Novelty aside, beer can chicken is the best, easiest way to cook a whole chicken on the grill without any special equipment. The beer from the can steams the chicken, resulting in a perfectly-cooked whole chicken — burnished to mahogany perfection — no flipping, rotisserie, or special pan required. A whole chicken cooked upright with a can of beer as its base.
To begin with this particular recipe, we have to prepare a few ingredients. You can cook chicken cooked in beer using 18 ingredients and 12 steps. Here is how you cook it.
The ingredients needed to make Chicken Cooked In Beer:
- Prepare 5 garlic cloves
- Take 8 chicken pieces
- Make ready 1 tsp garlic salt
- Make ready 1 tsp freshly ground black pepper
- Take 1 large onion, chopped
- Get 4 carrots, sliced
- Take 1 pinch salt
- Get 1 tomato can
- Make ready 1 tbsp tomato paste
- Take 3 bay leaves
- Take 50 ml olive oil, extra virgin
- Make ready 1 tbsp prepared mustard
- Get 1/2 tsp hot paprika or hot chilli
- Make ready 2 cup frozen peas
- Prepare 50 grams sliced chorizo
- Make ready 1 handful Coriander or parsley, chopped
- Get 1 bottle beer (I used carlsberg export).
- Make ready 50 ml water
Sautéing the Chicken in beer makes for some moist chicken. Sautéing the Chicken in beer makes for some moist chicken. Wish I could take credit, but the recipe comes from Food Network's Iron Chef Morimoto. A simple beer marinade is the foundation for this saute of chicken and mushrooms.
Instructions to make Chicken Cooked In Beer:
- Marinade the chicken pieces with garlic salt, 2 chopped garlic cloves, black pepper and paprika at least an hour before cooking.
- Heat the olive oil in a pan with the chorizo slices until the chorizo is cooked and crispy.
- Remove the chorizo from the pan when its cooked.
- Add the onion, 3 chopped garlic and bay leave and cook until onion has softened.
- Over a medium heat add the chicken pieces, paste, mustard, tomato can, half of the beer and carrots. Simmer for about 15 minutes. Stirring occasionally.
- Add the peas and cook for another 10 minutes.
- Add the rest of the beer and water. And stir.
- Turn the heat up slightly to reduce the sauce until it has thickened. About a further 10-15 minutes or so.
- Add the chopped coriander or parsley about 5 minutes before the heat is turned off.
- Check seasoning is good for you.
- Crumble the cripsy chorizo into the pan once heat is off.
- Let it rest for 10 minutes before serving.

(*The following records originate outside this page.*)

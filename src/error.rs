//! Error types.
//!
//! Start failures are surfaced to the user; persistence failures are logged
//! and the session keeps running on its in-memory state.

use std::io;

use thiserror::Error;

/// Errors that prevent a counting session from starting.
///
/// The `Display` text is meant to be shown to the user as is.
#[derive(Debug, Error, Clone, Copy, PartialEq, Eq)]
pub enum SessionError {
    #[error("motion sensor is not available on this device")]
    SensorUnavailable,

    #[error("motion sensor access was denied; enable motion access in the device settings")]
    PermissionDenied,
}

/// Persistence failures. Never fatal to a running session.
#[derive(Debug, Error)]
pub enum StoreError {
    #[error("storage io error: {0}")]
    Io(#[from] io::Error),

    #[error("storage serialization error: {0}")]
    Json(#[from] serde_json::Error),

    #[error("storage rejected write to {key}: {reason}")]
    Rejected { key: String, reason: String },
}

Topped with a sprinkling of Parmesan, this is best served with pasta. Chicken breasts marinated in beer, then sauteed with butter, beer and mushrooms! But Beer Can Chicken remains a gimmick, an inferior cooking technique, a waste of good beer, and it is potentially hazardous (click to Tweet this). Think about this: You've never seen a fine dining restaurant serve Beer Can Chicken, have you? Beer can chicken (also known as chicken on a throne, beer butt chicken, Coq au can, dancing chicken and drunken chicken) is a barbecued chicken dish and method of indirect grilling using a partially-filled can of beer that is placed in the chicken's cavity prior to cooking.